Using the insights we gained in the previous section, let’s find the final row of a matrix, you know, the i,j,k,l in this:
$$ \left[\begin{array}& i & j & k & l\end{array}\right]\left[\begin{array}{c}x_{g} \\ y_{g} \\ z_{g} \\ w\end{array}\right] $$


While i and j are obviously zero, k and l should be so, that:
 $$ \frac{kz_g+lw}{z_g}=z_{ndc} $$ 
as we learned in the previous section.
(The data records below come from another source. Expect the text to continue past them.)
impl ArrayData {
    /// Element type of this storage.
    pub fn dtype(&self) -> DType {
        match self {
            ArrayData::Bool(_) => DType::Bool,
            ArrayData::Int8(_) => DType::Int8,
            ArrayData::Int16(_) => DType::Int16,
            ArrayData::Int32(_) => DType::Int32,
            ArrayData::Int64(_) => DType::Int64,
            ArrayData::UInt8(_) => DType::UInt8,
            ArrayData::UInt16(_) => DType::UInt16,
            ArrayData::UInt32(_) => DType::UInt32,
            ArrayData::UInt64(_) => DType::UInt64,
            ArrayData::Float32(_) => DType::Float32,
            ArrayData::Float64(_) => DType::Float64,
            ArrayData::String(_) => DType::String,
        }
    }

    /// Number of elements.
    pub fn len(&self) -> usize {
        with_array_data!(self, v => v.len())
    }

    /// Check if there are no elements.
    pub fn is_empty(&self) -> bool {
        self.len() == 0
    }

    /// Empty storage of the given element type.
    pub fn empty(dtype: DType) -> Self {
        match dtype {
            DType::Bool => ArrayData::Bool(Vec::new()),
            DType::Int8 => ArrayData::Int8(Vec::new()),
            DType::Int16 => ArrayData::Int16(Vec::new()),
            DType::Int32 => ArrayData::Int32(Vec::new()),
            DType::Int64 => ArrayData::Int64(Vec::new()),
            DType::UInt8 => ArrayData::UInt8(Vec::new()),
            DType::UInt16 => ArrayData::UInt16(Vec::new()),
            DType::UInt32 => ArrayData::UInt32(Vec::new()),
            DType::UInt64 => ArrayData::UInt64(Vec::new()),
            DType::Float32 => ArrayData::Float32(Vec::new()),
            DType::Float64 => ArrayData::Float64(Vec::new()),
            DType::String => ArrayData::String(Vec::new()),
        }
    }

    /// Element `index` as a scalar value.
    ///
    /// Integers widen to `Int`, floats to `Float`. A `uint64` above
    /// `i64::MAX` becomes a `Float`.
    pub fn element(&self, index: usize) -> Value {
        match self {
            ArrayData::Bool(v) => Value::Bool(v[index]),
            ArrayData::Int8(v) => Value::Int(i64::from(v[index])),
            ArrayData::Int16(v) => Value::Int(i64::from(v[index])),
            ArrayData::Int32(v) => Value::Int(i64::from(v[index])),
            ArrayData::Int64(v) => Value::Int(v[index]),
            ArrayData::UInt8(v) => Value::Int(i64::from(v[index])),
            ArrayData::UInt16(v) => Value::Int(i64::from(v[index])),
            ArrayData::UInt32(v) => Value::Int(i64::from(v[index])),
            ArrayData::UInt64(v) => match i64::try_from(v[index]) {
                Ok(i) => Value::Int(i),
                Err(_) => Value::Float(v[index] as f64),
            },
            ArrayData::Float32(v) => Value::Float(f64::from(v[index])),
            ArrayData::Float64(v) => Value::Float(v[index]),
            ArrayData::String(v) => Value::String(v[index].clone()),
        }
    }

    /// Integer elements widened to `i64`, if this is integer storage that fits.
    pub fn to_i64_vec(&self) -> Option<Vec<i64>> {
        match self {
            ArrayData::Int8(v) => Some(v.iter().map(|&x| i64::from(x)).collect()),
            ArrayData::Int16(v) => Some(v.iter().map(|&x| i64::from(x)).collect()),
            ArrayData::Int32(v) => Some(v.iter().map(|&x| i64::from(x)).collect()),
            ArrayData::Int64(v) => Some(v.clone()),
            ArrayData::UInt8(v) => Some(v.iter().map(|&x| i64::from(x)).collect()),
            ArrayData::UInt16(v) => Some(v.iter().map(|&x| i64::from(x)).collect()),
            ArrayData::UInt32(v) => Some(v.iter().map(|&x| i64::from(x)).collect()),
            ArrayData::UInt64(v) => v.iter().map(|&x| i64::try_from(x).ok()).collect(),
            _ => None,
        }
    }

    /// Numeric elements widened to `f64`, if this is numeric storage.
    pub fn to_f64_vec(&self) -> Option<Vec<f64>> {
        match self {
            ArrayData::Int8(v) => Some(v.iter().map(|&x| f64::from(x)).collect()),
            ArrayData::Int16(v) => Some(v.iter().map(|&x| f64::from(x)).collect()),
            ArrayData::Int32(v) => Some(v.iter().map(|&x| f64::from(x)).collect()),
            ArrayData::Int64(v) => Some(v.iter().map(|&x| x as f64).collect()),
            ArrayData::UInt8(v) => Some(v.iter().map(|&x| f64::from(x)).collect()),
            ArrayData::UInt16(v) => Some(v.iter().map(|&x| f64::from(x)).collect()),
            ArrayData::UInt32(v) => Some(v.iter().map(|&x| f64::from(x)).collect()),
            ArrayData::UInt64(v) => Some(v.iter().map(|&x| x as f64).collect()),
            ArrayData::Float32(v) => Some(v.iter().map(|&x| f64::from(x)).collect()),
            ArrayData::Float64(v) => Some(v.clone()),
            _ => None,
        }
    }

    /// Append `other` to `self`. Both must have the same element type.
    fn extend_from(&mut self, other: ArrayData) -> bool {
        match (self, other) {
            (ArrayData::Bool(a), ArrayData::Bool(b)) => a.extend(b),
            (ArrayData::Int8(a), ArrayData::Int8(b)) => a.extend(b),
            (ArrayData::Int16(a), ArrayData::Int16(b)) => a.extend(b),
            (ArrayData::Int32(a), ArrayData::Int32(b)) => a.extend(b),
            (ArrayData::Int64(a), ArrayData::Int64(b)) => a.extend(b),
            (ArrayData::UInt8(a), ArrayData::UInt8(b)) => a.extend(b),
            (ArrayData::UInt16(a), ArrayData::UInt16(b)) => a.extend(b),
            (ArrayData::UInt32(a), ArrayData::UInt32(b)) => a.extend(b),
            (ArrayData::UInt64(a), ArrayData::UInt64(b)) => a.extend(b),
            (ArrayData::Float32(a), ArrayData::Float32(b)) => a.extend(b),
            (ArrayData::Float64(a), ArrayData::Float64(b)) => a.extend(b),
            (ArrayData::String(a), ArrayData::String(b)) => a.extend(b),
            _ => return false,
        }
        true
    }

    /// Convert to `target`, which must be the same type, `Int64` or `Float64`.
    fn cast(self, target: DType) -> Option<ArrayData> {
        if self.dtype() == target {
            return Some(self);
        }
        match target {
            DType::Int64 => self.to_i64_vec().map(ArrayData::Int64),
            DType::Float64 => self.to_f64_vec().map(ArrayData::Float64),
            _ => None,
        }
    }
}
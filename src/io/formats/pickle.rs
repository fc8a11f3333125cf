// SPDX-FileCopyrightText: 2026 ArcheBase
//
// SPDX-License-Identifier: MulanPSL-2.0

//! Python pickle files.
//!
//! Groups are written as dicts with string keys and arrays as nested lists,
//! using pickle protocol 2 or 3. Loading accepts dicts, lists, tuples,
//! booleans, 64-bit integers, floats, strings and bytes (bytes load as
//! `uint8` arrays). `None`, integers beyond 64 bits, sets and dicts with
//! non-string keys have no counterpart in the value model and fail the load.
//! A top-level object that is not a dict is wrapped under `"data"`.

use std::collections::BTreeMap;
use std::path::{Path, PathBuf};

use serde_pickle::{DeOptions, HashableValue, SerOptions, Value as PickleValue};

use crate::config::{PickleConfig, RdmConfig};
use crate::core::{DataError, Group, NdArray, Result, Value, MAX_DEPTH};
use crate::io::metadata::MetadataRecord;
use crate::io::staging;
use crate::io::traits::{check_depth, require_exists, AccessMode, FormatCodec};
use crate::FileFormat;

use super::json::list_or_array;

/// Codec for `.pkl` / `.pickle` files.
#[derive(Debug, Clone)]
pub struct PickleCodec {
    path: PathBuf,
    config: PickleConfig,
}

impl PickleCodec {
    /// Bind a codec to `path`.
    pub fn new(path: impl Into<PathBuf>, config: PickleConfig) -> Self {
        Self {
            path: path.into(),
            config,
        }
    }

    /// Bind a codec, checking that the path exists when reading.
    pub fn open(path: &Path, mode: AccessMode, config: &RdmConfig) -> Result<Self> {
        require_exists(path, mode)?;
        Ok(Self::new(path, config.formats.pickle.clone()))
    }

    fn ser_options(&self) -> SerOptions {
        match self.config.protocol {
            2 => SerOptions::new().proto_v2(),
            _ => SerOptions::new(),
        }
    }

    fn read(&self) -> Result<Group> {
        let bytes = std::fs::read(&self.path)
            .map_err(|e| DataError::validation(FileFormat::Pickle, &self.path, e.to_string()))?;
        let object = serde_pickle::value_from_slice(&bytes, DeOptions::new())
            .map_err(|e| DataError::validation(FileFormat::Pickle, &self.path, e.to_string()))?;
        let value = pickle_to_value(object, 0)
            .map_err(|msg| DataError::validation(FileFormat::Pickle, &self.path, msg))?;
        Ok(match value {
            Value::Group(g) => g,
            other => {
                let mut g = Group::new();
                g.insert("data".to_string(), other);
                g
            }
        })
    }
}

impl FormatCodec for PickleCodec {
    fn format(&self) -> FileFormat {
        FileFormat::Pickle
    }

    fn path(&self) -> &Path {
        &self.path
    }

    fn load(&self) -> Result<Group> {
        let data = self.read()?;
        tracing::info!(path = %self.path.display(), keys = data.len(), "Loaded pickle data");
        Ok(data)
    }

    fn save(&self, data: &Group, target: Option<&Path>) -> Result<()> {
        let target = target.unwrap_or(&self.path);
        check_depth(data).map_err(|msg| DataError::persistence(FileFormat::Pickle, target, msg))?;

        let object = group_to_pickle(data);
        let bytes = serde_pickle::value_to_vec(&object, self.ser_options())
            .map_err(|e| DataError::persistence(FileFormat::Pickle, target, e.to_string()))?;
        staging::write_file(target, FileFormat::Pickle, &bytes)?;

        tracing::info!(path = %target.display(), protocol = self.config.protocol, "Saved pickle data");
        Ok(())
    }

    fn validate(&self, data: &Group) -> bool {
        match check_depth(data) {
            Ok(()) => true,
            Err(msg) => {
                tracing::warn!(path = %self.path.display(), reason = %msg, "Pickle validation failed");
                false
            }
        }
    }

    fn metadata(&self) -> MetadataRecord {
        let mut record = MetadataRecord::for_path(&self.path, FileFormat::Pickle);
        if let Ok(data) = self.read() {
            let keys: Vec<serde_json::Value> = data.keys().map(|k| k.as_str().into()).collect();
            record.insert_detail("keys", keys);
        }
        record
    }
}

fn group_to_pickle(group: &Group) -> PickleValue {
    let dict: BTreeMap<HashableValue, PickleValue> = group
        .iter()
        .map(|(k, v)| (HashableValue::String(k.clone()), value_to_pickle(v)))
        .collect();
    PickleValue::Dict(dict)
}

fn value_to_pickle(value: &Value) -> PickleValue {
    match value {
        Value::Bool(b) => PickleValue::Bool(*b),
        Value::Int(i) => PickleValue::I64(*i),
        Value::Float(f) => PickleValue::F64(*f),
        Value::String(s) => PickleValue::String(s.clone()),
        Value::Array(a) => value_to_pickle(&a.to_nested()),
        Value::List(items) => PickleValue::List(items.iter().map(value_to_pickle).collect()),
        Value::Group(g) => group_to_pickle(g),
    }
}

fn pickle_to_value(object: PickleValue, depth: usize) -> std::result::Result<Value, String> {
    if depth > MAX_DEPTH {
        return Err(format!("nesting deeper than {MAX_DEPTH} levels"));
    }
    match object {
        PickleValue::None => Err("None values are not supported".to_string()),
        PickleValue::Bool(b) => Ok(Value::Bool(b)),
        PickleValue::I64(i) => Ok(Value::Int(i)),
        PickleValue::Int(big) => Err(format!("integer {big} does not fit in 64 bits")),
        PickleValue::F64(f) => Ok(Value::Float(f)),
        PickleValue::String(s) => Ok(Value::String(s)),
        PickleValue::Bytes(b) => Ok(Value::Array(NdArray::vector(b))),
        PickleValue::List(items) | PickleValue::Tuple(items) => {
            let items = items
                .into_iter()
                .map(|item| pickle_to_value(item, depth + 1))
                .collect::<std::result::Result<Vec<_>, _>>()?;
            Ok(list_or_array(items))
        }
        PickleValue::Set(_) | PickleValue::FrozenSet(_) => {
            Err("sets are not supported".to_string())
        }
        PickleValue::Dict(dict) => {
            let mut group = Group::new();
            for (key, value) in dict {
                let key = match key {
                    HashableValue::String(s) => s,
                    other => return Err(format!("dict key {other:?} is not a string")),
                };
                let value = pickle_to_value(value, depth + 1).map_err(|e| format!("{key}: {e}"))?;
                group.insert(key, value);
            }
            Ok(Value::Group(group))
        }
    }
}
// SPDX-FileCopyrightText: 2026 ArcheBase
//
// SPDX-License-Identifier: MulanPSL-2.0

//! Batch-convert command - convert every matching file under a directory.

use std::path::PathBuf;

use clap::Args;

use crate::common::{ProgressBar, Result};
use robodata::convert::FileOutcome;
use robodata::{DataManager, FileFormat};

/// Convert every matching file under a directory.
#[derive(Args, Clone, Debug)]
pub struct BatchConvertCmd {
    /// Directory to search recursively
    #[arg(value_name = "SOURCE_DIR")]
    source_dir: PathBuf,

    /// Directory receiving the converted files
    #[arg(value_name = "TARGET_DIR")]
    target_dir: PathBuf,

    /// Source format; "auto" converts every file with a known suffix
    #[arg(long, default_value = "auto")]
    source_format: FileFormat,

    /// Target format; "auto" is detected from TARGET_DIR
    #[arg(long, default_value = "auto")]
    target_format: FileFormat,

    /// Convert files in parallel
    #[arg(long)]
    parallel: bool,

    /// Number of worker threads (implies --parallel)
    #[arg(long, value_name = "N")]
    workers: Option<usize>,
}

impl BatchConvertCmd {
    pub fn run(self, manager: DataManager) -> Result<()> {
        if self.workers == Some(0) {
            anyhow::bail!("--workers must be at least 1");
        }

        let mut config = manager.config().clone();
        if self.parallel || self.workers.is_some() {
            config.conversion.parallel = true;
        }
        if self.workers.is_some() {
            config.conversion.num_workers = self.workers;
        }
        let manager = DataManager::with_config(config);

        let planned = robodata::ConversionEngine::new(manager.registry(), manager.config())
            .plan(
                &self.source_dir,
                &self.target_dir,
                self.source_format,
                self.target_format,
            )?
            .len();
        let progress = ProgressBar::new(planned as u64, "Converting");
        let observer = |outcome: &FileOutcome| {
            let status = if outcome.is_success() { "ok" } else { "failed" };
            progress.tick(format!("{} {status}", outcome.task.source.display()));
        };

        let report = manager.batch_convert_with(
            &self.source_dir,
            &self.target_dir,
            self.source_format,
            self.target_format,
            &observer,
        )?;
        progress.finish_with_message("done".to_string());

        println!("Succeeded: {}", report.succeeded());
        println!("Failed:    {}", report.failed());
        for (task, error) in &report.failures {
            println!("  {}: {error}", task.source.display());
        }

        if !report.is_success() {
            anyhow::bail!(
                "{} of {} files failed to convert",
                report.failed(),
                report.total
            );
        }
        Ok(())
    }
}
Without loss of generality, we can say that w = 1. And furthermore, we know the following (just plugging in respective limits of ranges):
 $$ \begin{cases} k+\frac{l}{n} = -1\\ k+\frac{l}{f} = 1 \end{cases} $$ 
Careful solution of this system yields: 
$$ \begin{cases} k = \frac{f+n}{f-n}\\ l = -\frac{2fn}{f-n} \end{cases} $$ 
These are the final pieces we need to put our matrix together: 
$$ \begin{bmatrix} \frac{2z_n}{r - l} & 0 & - \frac{r+l}{r-l} & 0 \\ 0 & \frac{2z_n}{t - b} & - \frac{t+b}{t-b} & 0 \\ 0 & 0 & \frac{f+z_n}{f-z_n} & - \frac{2fz_n}{f-z_n} \\ 0 & 0 & 1 & 0 \end{bmatrix} $$

Conclusion

    This derivation was built kind of backwards – firstly we found the expressions for the projections of $x_g$ and $y_g$ onto the near plane (by the way intrinsically performing perspective projection), then we rescaled them, and only afterwards we have written down what we are looking for, and figured, that we’d have to divide by everything by $z_g$. After that I placed into all of this a concept of homogenous coordinates – to explain the division, and added info about occlusion and shadows, to explain why matrix is 4x4 (if you omit depth test, z coordinate is no longer needed and the matrix would be 3x3). There is a more direct way of deriving this matrix – it involves multiplying several scaling matrices. Find it if you prefer a more direct approach. Derive a matrix for orthogonal projection if you like doing homework. Basically, just follow your heart (responsibly).